(Beginning of The records)

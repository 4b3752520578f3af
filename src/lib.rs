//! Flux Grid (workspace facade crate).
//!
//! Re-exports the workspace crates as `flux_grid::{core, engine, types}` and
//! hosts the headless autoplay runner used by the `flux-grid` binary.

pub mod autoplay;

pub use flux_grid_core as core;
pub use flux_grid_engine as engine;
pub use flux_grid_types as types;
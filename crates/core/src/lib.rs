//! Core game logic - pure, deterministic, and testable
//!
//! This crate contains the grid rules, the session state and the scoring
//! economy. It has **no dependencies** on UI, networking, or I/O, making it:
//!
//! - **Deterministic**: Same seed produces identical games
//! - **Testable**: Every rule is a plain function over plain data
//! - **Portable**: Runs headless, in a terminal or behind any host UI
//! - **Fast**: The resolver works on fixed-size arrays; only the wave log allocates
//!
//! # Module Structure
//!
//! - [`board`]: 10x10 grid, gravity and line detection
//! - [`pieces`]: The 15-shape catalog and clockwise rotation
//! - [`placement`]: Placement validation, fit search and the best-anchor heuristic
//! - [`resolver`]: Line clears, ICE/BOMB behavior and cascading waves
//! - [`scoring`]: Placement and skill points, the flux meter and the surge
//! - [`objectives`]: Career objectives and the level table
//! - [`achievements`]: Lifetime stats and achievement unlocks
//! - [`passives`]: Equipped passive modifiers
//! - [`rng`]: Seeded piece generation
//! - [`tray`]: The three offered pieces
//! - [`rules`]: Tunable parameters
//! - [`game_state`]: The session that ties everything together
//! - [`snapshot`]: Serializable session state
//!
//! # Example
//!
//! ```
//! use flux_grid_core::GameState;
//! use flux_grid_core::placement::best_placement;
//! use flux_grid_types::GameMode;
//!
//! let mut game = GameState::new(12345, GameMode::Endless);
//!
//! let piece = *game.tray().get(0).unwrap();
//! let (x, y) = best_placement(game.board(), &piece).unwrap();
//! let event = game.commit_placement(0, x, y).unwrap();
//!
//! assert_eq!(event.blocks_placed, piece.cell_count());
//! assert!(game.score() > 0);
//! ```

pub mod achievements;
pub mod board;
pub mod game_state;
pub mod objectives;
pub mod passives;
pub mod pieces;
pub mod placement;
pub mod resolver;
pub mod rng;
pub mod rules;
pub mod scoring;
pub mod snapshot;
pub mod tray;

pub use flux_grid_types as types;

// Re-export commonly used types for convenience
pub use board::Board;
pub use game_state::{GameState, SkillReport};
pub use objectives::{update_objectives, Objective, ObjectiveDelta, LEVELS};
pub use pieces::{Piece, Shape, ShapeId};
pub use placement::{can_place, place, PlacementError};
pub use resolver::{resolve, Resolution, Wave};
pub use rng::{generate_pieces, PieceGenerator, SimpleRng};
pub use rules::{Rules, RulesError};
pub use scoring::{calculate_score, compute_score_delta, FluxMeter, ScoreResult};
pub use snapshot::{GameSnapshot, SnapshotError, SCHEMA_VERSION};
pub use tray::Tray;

(End of The records)

Aim of the task
The answer must be a verbatim transcription of all the entries.

Output of the task
repository 4b3752520578f3af
filename src/lib.rs
//! Flux Grid (workspace facade crate).
//!
//! Re-exports the workspace crates as `flux_grid::{core, engine, types}` and
//! hosts the headless autoplay runner used by the `flux-grid` binary.

pub mod autoplay;

pub use flux_grid_core as core;
pub use flux_grid_engine as engine;
pub use flux_grid_types as types;
filename crates/core/src/lib.rs
//! Core game logic - pure, deterministic, and testable
//!
//! This crate contains the grid rules, the session state and the scoring
//! economy. It has **no dependencies** on UI, networking, or I/O, making it:
//!
//! - **Deterministic**: Same seed produces identical games
//! - **Testable**: Every rule is a plain function over plain data
//! - **Portable**: Runs headless, in a terminal or behind any host UI
//! - **Fast**: The resolver works on fixed-size arrays; only the wave log allocates
//!
//! # Module Structure
//!
//! - [`board`]: 10x10 grid, gravity and line detection
//! - [`pieces`]: The 15-shape catalog and clockwise rotation
//! - [`placement`]: Placement validation, fit search and the best-anchor heuristic
//! - [`resolver`]: Line clears, ICE/BOMB behavior and cascading waves
//! - [`scoring`]: Placement and skill points, the flux meter and the surge
//! - [`objectives`]: Career objectives and the level table
//! - [`achievements`]: Lifetime stats and achievement unlocks
//! - [`passives`]: Equipped passive modifiers
//! - [`rng`]: Seeded piece generation
//! - [`tray`]: The three offered pieces
//! - [`rules`]: Tunable parameters
//! - [`game_state`]: The session that ties everything together
//! - [`snapshot`]: Serializable session state
//!
//! # Example
//!
//! ```
//! use flux_grid_core::GameState;
//! use flux_grid_core::placement::best_placement;
//! use flux_grid_types::GameMode;
//!
//! let mut game = GameState::new(12345, GameMode::Endless);
//!
//! let piece = *game.tray().get(0).unwrap();
//! let (x, y) = best_placement(game.board(), &piece).unwrap();
//! let event = game.commit_placement(0, x, y).unwrap();
//!
//! assert_eq!(event.blocks_placed, piece.cell_count());
//! assert!(game.score() > 0);
//! ```

pub mod achievements;
pub mod board;
pub mod game_state;
pub mod objectives;
pub mod passives;
pub mod pieces;
pub mod placement;
pub mod resolver;
pub mod rng;
pub mod rules;
pub mod scoring;
pub mod snapshot;
pub mod tray;

pub use flux_grid_types as types;

// Re-export commonly used types for convenience
pub use board::Board;
pub use game_state::{GameState, SkillReport};
pub use objectives::{update_objectives, Objective, ObjectiveDelta, LEVELS};
pub use pieces::{Piece, Shape, ShapeId};
pub use placement::{can_place, place, PlacementError};
pub use resolver::{resolve, Resolution, Wave};
pub use rng::{generate_pieces, PieceGenerator, SimpleRng};
pub use rules::{Rules, RulesError};
pub use scoring::{calculate_score, compute_score_delta, FluxMeter, ScoreResult};
pub use snapshot::{GameSnapshot, SnapshotError, SCHEMA_VERSION};
pub use tray::Tray;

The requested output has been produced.